### WORK ORDER
Your task is to copy the stretch of lines in the records below that begins with the line containing "use std::cell::OnceCell;" and ends with the line containing "pub fn new(bus: Bus<L, T>, axis: usize, retain_labels: bool)", exactly as written, with nothing added.

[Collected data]

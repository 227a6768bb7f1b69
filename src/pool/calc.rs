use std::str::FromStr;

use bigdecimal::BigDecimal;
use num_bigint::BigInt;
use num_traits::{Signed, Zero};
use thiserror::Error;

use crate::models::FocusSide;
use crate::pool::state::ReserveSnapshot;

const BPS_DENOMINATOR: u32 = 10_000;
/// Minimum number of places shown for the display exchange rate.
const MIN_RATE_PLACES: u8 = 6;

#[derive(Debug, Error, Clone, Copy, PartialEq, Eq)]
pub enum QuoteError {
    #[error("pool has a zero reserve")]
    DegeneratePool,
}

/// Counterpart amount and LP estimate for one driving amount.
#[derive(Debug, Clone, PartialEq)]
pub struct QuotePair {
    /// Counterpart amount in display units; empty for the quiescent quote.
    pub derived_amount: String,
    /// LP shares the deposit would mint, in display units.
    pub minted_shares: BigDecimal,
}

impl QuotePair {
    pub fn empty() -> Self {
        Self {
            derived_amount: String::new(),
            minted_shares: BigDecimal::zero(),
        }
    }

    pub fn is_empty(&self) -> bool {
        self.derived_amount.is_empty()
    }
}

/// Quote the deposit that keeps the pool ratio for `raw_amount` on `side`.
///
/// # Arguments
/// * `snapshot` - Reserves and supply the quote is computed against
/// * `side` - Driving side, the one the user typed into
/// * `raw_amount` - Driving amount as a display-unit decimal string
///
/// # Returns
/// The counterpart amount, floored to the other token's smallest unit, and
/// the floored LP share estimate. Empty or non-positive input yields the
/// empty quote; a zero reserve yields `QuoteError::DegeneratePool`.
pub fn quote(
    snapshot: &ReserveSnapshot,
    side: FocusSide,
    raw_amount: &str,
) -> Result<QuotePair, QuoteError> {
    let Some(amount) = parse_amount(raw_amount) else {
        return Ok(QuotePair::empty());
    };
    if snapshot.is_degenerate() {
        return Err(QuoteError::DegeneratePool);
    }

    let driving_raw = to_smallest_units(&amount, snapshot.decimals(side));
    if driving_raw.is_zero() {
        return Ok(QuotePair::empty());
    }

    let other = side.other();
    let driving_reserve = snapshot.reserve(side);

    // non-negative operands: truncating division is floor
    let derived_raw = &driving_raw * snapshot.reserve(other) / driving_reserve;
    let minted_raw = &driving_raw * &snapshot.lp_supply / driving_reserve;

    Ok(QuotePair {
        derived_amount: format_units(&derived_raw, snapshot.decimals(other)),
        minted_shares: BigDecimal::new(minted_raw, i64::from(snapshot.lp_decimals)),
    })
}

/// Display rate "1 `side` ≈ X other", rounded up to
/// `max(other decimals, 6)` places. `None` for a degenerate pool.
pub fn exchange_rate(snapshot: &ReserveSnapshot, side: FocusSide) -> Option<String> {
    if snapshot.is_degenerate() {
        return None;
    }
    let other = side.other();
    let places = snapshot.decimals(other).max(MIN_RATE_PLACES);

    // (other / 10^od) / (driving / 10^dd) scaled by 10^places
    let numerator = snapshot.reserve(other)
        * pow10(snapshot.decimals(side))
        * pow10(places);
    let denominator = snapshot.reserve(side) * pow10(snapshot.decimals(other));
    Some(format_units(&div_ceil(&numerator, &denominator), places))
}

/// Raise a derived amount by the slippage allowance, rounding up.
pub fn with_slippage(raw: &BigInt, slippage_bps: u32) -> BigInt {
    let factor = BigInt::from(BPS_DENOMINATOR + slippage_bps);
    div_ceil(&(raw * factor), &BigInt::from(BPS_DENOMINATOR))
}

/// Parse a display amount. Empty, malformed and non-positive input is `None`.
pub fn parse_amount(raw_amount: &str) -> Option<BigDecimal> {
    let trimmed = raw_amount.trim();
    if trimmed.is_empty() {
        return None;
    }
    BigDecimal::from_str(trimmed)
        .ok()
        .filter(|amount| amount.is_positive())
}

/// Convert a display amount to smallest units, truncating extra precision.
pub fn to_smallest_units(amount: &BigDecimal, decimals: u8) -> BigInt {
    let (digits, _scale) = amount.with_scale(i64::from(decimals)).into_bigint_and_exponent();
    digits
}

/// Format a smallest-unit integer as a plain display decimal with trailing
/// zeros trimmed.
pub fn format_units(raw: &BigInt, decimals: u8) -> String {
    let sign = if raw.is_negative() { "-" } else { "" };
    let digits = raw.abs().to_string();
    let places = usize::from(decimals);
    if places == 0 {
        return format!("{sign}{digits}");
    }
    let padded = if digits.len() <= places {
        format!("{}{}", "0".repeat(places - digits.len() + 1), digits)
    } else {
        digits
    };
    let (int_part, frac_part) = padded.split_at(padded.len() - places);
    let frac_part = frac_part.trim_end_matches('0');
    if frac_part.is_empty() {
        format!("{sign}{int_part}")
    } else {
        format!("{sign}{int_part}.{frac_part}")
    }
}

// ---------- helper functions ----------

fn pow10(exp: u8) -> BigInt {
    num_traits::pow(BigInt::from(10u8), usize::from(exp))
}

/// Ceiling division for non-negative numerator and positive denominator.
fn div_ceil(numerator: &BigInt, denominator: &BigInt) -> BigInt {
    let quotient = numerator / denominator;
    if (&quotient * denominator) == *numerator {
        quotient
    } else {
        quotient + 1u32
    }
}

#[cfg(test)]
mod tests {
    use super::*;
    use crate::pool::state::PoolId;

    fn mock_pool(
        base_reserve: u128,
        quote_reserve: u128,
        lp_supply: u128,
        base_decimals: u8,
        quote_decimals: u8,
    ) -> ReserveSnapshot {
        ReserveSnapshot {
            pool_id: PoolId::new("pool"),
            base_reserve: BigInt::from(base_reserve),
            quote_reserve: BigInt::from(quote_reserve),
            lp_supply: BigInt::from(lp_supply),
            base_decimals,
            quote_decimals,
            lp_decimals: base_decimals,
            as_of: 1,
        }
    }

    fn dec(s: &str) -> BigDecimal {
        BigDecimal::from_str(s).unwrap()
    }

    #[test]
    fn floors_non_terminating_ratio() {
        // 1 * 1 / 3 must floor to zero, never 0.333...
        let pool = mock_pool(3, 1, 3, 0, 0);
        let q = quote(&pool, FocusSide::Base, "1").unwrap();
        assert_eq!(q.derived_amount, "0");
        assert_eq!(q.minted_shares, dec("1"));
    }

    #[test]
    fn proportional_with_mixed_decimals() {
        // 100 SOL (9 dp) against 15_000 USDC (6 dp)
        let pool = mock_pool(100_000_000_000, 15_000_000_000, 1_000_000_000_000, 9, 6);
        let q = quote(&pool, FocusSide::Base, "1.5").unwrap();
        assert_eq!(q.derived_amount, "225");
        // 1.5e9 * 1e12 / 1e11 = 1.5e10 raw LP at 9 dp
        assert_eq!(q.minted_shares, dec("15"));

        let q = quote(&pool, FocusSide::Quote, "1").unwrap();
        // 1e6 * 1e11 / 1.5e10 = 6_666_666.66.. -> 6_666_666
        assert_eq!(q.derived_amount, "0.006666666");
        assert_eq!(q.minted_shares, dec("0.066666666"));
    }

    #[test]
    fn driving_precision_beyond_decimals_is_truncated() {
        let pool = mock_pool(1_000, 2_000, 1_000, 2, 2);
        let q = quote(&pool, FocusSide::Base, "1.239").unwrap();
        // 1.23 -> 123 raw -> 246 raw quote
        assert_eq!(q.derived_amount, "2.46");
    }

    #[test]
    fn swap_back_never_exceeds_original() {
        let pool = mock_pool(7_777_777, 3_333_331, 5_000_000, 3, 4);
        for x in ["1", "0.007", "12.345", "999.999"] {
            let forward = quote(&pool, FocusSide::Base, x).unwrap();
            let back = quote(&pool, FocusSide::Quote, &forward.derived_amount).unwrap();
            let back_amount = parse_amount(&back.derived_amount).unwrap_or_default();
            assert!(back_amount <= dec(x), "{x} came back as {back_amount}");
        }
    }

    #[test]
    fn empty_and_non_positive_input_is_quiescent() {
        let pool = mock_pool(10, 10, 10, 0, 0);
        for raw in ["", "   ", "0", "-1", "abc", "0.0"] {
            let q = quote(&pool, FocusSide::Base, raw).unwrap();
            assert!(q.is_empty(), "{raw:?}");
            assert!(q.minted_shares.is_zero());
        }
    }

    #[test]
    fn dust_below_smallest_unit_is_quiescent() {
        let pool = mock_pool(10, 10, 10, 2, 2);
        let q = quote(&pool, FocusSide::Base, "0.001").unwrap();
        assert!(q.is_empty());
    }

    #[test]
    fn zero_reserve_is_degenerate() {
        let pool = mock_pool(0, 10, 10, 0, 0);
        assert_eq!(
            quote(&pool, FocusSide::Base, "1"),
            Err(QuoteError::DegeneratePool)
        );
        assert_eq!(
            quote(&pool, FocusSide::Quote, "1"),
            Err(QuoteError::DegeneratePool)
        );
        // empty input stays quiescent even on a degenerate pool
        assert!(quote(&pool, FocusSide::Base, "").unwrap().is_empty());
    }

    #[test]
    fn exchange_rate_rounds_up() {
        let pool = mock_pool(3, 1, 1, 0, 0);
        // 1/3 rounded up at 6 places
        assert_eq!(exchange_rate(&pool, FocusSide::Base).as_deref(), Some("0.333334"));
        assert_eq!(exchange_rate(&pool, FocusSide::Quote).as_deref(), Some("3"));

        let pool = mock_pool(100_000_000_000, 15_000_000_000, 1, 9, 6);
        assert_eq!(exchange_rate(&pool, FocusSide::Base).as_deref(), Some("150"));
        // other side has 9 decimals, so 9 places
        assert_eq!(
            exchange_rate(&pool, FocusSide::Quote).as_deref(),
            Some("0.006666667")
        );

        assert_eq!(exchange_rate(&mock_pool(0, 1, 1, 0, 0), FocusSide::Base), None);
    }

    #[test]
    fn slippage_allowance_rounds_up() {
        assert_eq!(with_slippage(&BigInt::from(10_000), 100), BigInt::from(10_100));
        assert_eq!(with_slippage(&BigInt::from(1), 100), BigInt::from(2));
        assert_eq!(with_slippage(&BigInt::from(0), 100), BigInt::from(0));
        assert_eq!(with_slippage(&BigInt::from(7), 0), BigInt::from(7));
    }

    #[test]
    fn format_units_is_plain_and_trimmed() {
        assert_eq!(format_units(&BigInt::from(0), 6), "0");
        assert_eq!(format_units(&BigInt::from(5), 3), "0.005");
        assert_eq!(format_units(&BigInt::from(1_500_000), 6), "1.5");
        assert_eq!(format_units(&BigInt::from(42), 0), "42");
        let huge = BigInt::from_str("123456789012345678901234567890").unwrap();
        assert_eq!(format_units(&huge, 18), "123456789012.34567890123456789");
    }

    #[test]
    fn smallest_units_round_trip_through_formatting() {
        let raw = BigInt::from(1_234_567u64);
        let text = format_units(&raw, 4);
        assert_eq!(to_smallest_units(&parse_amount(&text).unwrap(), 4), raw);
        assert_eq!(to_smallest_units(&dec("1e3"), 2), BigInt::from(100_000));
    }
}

* * *

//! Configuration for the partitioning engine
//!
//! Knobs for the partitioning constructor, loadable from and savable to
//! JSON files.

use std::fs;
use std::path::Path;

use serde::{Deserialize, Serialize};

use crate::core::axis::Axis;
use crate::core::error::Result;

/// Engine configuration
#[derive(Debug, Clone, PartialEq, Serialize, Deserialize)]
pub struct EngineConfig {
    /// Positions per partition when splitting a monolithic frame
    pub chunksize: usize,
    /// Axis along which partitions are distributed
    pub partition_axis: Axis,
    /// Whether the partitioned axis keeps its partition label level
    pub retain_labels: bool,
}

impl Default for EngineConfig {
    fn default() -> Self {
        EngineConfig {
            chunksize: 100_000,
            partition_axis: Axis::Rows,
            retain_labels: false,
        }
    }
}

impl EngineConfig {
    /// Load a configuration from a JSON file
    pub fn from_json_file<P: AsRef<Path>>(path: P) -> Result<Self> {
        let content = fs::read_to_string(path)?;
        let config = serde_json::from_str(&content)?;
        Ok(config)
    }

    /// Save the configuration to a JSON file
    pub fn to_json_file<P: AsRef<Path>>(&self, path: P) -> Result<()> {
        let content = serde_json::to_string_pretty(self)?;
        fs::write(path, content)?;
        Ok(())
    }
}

--

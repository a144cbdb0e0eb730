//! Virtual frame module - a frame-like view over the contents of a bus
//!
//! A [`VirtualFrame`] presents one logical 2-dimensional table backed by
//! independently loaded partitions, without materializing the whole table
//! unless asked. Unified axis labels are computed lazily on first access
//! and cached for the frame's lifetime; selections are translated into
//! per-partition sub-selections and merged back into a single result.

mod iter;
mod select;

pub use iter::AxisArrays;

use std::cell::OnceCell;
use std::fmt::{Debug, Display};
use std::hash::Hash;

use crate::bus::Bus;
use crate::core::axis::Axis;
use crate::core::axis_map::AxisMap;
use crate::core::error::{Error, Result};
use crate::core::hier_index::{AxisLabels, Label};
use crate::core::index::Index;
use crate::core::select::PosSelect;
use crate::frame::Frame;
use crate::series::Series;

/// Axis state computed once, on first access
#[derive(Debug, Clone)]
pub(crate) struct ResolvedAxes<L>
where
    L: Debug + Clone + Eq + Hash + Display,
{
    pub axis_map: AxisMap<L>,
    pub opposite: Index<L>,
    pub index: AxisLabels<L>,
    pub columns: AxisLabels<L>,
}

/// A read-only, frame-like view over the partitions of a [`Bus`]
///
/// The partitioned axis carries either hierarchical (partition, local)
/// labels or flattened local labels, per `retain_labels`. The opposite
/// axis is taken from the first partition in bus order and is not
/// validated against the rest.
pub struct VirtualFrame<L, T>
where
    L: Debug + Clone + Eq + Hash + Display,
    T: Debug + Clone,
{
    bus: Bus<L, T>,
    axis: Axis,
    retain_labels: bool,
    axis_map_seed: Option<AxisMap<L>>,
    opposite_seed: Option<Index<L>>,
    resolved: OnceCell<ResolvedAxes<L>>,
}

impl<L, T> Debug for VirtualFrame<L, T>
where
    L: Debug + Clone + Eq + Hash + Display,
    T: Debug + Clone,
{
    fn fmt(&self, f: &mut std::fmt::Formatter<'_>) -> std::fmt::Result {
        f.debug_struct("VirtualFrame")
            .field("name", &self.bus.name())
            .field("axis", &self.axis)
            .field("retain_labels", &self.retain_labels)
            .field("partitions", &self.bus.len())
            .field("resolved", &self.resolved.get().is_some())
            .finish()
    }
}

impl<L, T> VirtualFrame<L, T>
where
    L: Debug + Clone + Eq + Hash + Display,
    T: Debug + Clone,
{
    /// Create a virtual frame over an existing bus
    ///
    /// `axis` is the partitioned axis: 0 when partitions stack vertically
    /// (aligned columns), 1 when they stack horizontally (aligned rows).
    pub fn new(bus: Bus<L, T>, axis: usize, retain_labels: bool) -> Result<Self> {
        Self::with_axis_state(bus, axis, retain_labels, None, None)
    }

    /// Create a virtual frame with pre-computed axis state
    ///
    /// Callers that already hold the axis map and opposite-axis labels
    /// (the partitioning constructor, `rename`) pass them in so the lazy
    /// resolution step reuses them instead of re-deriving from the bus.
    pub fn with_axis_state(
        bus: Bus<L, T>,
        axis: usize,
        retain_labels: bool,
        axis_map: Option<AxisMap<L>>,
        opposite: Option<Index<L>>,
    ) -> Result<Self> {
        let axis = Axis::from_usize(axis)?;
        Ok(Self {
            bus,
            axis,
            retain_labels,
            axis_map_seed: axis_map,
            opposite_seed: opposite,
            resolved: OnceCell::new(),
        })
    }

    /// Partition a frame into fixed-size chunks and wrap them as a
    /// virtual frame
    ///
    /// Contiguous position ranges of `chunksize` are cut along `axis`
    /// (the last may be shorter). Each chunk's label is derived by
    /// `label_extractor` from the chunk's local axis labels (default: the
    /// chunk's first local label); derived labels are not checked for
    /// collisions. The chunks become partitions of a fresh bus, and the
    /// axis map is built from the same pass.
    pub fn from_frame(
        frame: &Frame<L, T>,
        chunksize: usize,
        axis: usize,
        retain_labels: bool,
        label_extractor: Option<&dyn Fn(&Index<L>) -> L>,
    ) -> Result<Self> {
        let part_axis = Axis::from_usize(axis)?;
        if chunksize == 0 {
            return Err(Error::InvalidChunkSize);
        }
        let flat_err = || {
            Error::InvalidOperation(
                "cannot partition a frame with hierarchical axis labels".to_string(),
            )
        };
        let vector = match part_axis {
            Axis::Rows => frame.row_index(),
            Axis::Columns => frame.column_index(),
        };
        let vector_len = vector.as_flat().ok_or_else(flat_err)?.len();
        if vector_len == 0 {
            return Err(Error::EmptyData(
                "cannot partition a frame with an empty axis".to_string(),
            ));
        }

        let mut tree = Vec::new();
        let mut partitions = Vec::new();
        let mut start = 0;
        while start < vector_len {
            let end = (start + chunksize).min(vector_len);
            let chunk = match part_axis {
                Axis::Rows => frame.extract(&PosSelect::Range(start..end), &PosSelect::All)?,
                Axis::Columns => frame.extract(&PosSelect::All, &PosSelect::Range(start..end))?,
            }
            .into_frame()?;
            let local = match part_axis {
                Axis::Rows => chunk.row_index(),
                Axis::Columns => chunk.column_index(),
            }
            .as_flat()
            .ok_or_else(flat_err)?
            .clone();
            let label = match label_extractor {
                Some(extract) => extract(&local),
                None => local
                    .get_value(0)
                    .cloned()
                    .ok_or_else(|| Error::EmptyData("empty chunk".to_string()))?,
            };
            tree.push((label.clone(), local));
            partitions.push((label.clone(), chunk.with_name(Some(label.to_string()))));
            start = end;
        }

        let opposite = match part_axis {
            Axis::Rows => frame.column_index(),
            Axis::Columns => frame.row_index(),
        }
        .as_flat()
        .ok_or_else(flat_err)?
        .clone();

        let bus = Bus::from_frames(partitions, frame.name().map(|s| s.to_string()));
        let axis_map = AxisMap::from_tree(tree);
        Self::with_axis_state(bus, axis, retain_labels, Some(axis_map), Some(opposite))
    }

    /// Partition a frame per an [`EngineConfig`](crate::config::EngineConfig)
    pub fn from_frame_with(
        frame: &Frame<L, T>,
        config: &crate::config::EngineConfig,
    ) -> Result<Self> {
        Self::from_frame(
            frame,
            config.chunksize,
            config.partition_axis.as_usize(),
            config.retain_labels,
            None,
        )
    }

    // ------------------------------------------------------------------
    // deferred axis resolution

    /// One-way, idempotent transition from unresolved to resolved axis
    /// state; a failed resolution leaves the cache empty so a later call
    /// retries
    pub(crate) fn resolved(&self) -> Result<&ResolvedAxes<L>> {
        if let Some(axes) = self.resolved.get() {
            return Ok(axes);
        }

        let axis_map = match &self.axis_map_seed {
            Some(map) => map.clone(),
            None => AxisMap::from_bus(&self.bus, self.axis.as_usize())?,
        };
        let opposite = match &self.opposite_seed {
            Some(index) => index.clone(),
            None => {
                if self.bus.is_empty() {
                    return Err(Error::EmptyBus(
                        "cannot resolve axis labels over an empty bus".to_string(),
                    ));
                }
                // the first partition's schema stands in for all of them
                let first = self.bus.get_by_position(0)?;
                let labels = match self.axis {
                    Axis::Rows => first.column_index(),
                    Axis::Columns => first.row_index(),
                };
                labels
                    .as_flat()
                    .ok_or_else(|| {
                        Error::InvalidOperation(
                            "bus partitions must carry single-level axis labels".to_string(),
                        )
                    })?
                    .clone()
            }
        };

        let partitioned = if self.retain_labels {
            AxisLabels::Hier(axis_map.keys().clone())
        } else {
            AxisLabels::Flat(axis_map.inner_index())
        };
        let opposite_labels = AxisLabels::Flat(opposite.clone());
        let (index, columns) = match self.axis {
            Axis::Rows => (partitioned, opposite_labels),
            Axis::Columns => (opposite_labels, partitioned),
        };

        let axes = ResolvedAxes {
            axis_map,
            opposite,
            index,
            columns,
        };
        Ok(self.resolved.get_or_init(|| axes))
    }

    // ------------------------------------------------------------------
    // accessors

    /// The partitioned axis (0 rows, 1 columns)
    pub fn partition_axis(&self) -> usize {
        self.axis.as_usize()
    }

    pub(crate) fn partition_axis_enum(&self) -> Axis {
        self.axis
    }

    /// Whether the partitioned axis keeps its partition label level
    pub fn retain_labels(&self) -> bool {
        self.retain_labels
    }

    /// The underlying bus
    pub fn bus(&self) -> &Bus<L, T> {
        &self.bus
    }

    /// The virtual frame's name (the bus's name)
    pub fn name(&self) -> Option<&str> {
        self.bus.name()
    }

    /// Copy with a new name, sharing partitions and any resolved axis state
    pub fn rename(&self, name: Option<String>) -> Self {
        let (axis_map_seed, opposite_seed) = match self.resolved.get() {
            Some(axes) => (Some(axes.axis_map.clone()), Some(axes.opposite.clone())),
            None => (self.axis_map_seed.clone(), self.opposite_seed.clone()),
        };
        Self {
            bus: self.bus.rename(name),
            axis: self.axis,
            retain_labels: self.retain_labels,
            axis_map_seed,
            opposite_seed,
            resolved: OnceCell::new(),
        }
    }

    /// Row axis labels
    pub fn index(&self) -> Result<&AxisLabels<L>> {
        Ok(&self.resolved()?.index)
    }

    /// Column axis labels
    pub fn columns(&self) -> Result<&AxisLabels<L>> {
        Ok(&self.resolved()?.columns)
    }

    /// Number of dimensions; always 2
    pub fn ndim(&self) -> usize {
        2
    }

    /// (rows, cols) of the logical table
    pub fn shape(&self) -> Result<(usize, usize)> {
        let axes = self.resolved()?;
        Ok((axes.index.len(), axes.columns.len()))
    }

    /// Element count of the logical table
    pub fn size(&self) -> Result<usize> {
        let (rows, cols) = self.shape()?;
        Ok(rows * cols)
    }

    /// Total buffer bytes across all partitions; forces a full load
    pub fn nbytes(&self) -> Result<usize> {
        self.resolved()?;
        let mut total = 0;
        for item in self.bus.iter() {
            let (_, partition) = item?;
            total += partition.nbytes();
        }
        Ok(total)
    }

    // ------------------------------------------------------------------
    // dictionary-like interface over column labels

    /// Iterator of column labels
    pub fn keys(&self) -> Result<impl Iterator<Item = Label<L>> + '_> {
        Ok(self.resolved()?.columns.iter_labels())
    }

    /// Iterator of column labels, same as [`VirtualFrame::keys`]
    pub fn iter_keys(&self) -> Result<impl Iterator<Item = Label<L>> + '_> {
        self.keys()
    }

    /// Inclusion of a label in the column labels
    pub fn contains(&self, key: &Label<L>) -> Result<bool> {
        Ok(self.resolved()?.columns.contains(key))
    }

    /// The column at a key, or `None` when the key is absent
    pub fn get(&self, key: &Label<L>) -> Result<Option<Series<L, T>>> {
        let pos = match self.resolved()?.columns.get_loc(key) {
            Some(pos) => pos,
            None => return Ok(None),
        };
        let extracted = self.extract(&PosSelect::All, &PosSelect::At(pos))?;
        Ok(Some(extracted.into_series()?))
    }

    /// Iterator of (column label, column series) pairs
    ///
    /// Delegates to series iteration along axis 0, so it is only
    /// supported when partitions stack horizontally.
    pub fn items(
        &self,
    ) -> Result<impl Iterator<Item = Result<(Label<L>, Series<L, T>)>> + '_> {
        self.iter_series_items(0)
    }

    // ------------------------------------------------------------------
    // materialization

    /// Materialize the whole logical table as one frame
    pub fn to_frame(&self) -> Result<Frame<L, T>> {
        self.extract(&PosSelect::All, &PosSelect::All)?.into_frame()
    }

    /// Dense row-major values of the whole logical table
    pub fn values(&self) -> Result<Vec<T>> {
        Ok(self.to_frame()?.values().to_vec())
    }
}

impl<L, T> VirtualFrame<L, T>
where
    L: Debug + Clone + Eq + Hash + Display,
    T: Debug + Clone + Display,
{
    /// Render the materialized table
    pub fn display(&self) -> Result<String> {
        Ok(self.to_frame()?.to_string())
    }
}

### ANSWER AREA
use std::cell::OnceCell;
use std::fmt::{Debug, Display};
use std::hash::Hash;

use crate::bus::Bus;
use crate::core::axis::Axis;
use crate::core::axis_map::AxisMap;
use crate::core::error::{Error, Result};
use crate::core::hier_index::{AxisLabels, Label};
use crate::core::index::Index;
use crate::core::select::PosSelect;
use crate::frame::Frame;
use crate::series::Series;

/// Axis state computed once, on first access
#[derive(Debug, Clone)]
pub(crate) struct ResolvedAxes<L>
where
    L: Debug + Clone + Eq + Hash + Display,
{
    pub axis_map: AxisMap<L>,
    pub opposite: Index<L>,
    pub index: AxisLabels<L>,
    pub columns: AxisLabels<L>,
}

/// A read-only, frame-like view over the partitions of a [`Bus`]
///
/// The partitioned axis carries either hierarchical (partition, local)
/// labels or flattened local labels, per `retain_labels`. The opposite
/// axis is taken from the first partition in bus order and is not
/// validated against the rest.
pub struct VirtualFrame<L, T>
where
    L: Debug + Clone + Eq + Hash + Display,
    T: Debug + Clone,
{
    bus: Bus<L, T>,
    axis: Axis,
    retain_labels: bool,
    axis_map_seed: Option<AxisMap<L>>,
    opposite_seed: Option<Index<L>>,
    resolved: OnceCell<ResolvedAxes<L>>,
}

impl<L, T> Debug for VirtualFrame<L, T>
where
    L: Debug + Clone + Eq + Hash + Display,
    T: Debug + Clone,
{
    fn fmt(&self, f: &mut std::fmt::Formatter<'_>) -> std::fmt::Result {
        f.debug_struct("VirtualFrame")
            .field("name", &self.bus.name())
            .field("axis", &self.axis)
            .field("retain_labels", &self.retain_labels)
            .field("partitions", &self.bus.len())
            .field("resolved", &self.resolved.get().is_some())
            .finish()
    }
}

impl<L, T> VirtualFrame<L, T>
where
    L: Debug + Clone + Eq + Hash + Display,
    T: Debug + Clone,
{
    /// Create a virtual frame over an existing bus
    ///
    /// `axis` is the partitioned axis: 0 when partitions stack vertically
    /// (aligned columns), 1 when they stack horizontally (aligned rows).
    pub fn new(bus: Bus<L, T>, axis: usize, retain_labels: bool) -> Result<Self> {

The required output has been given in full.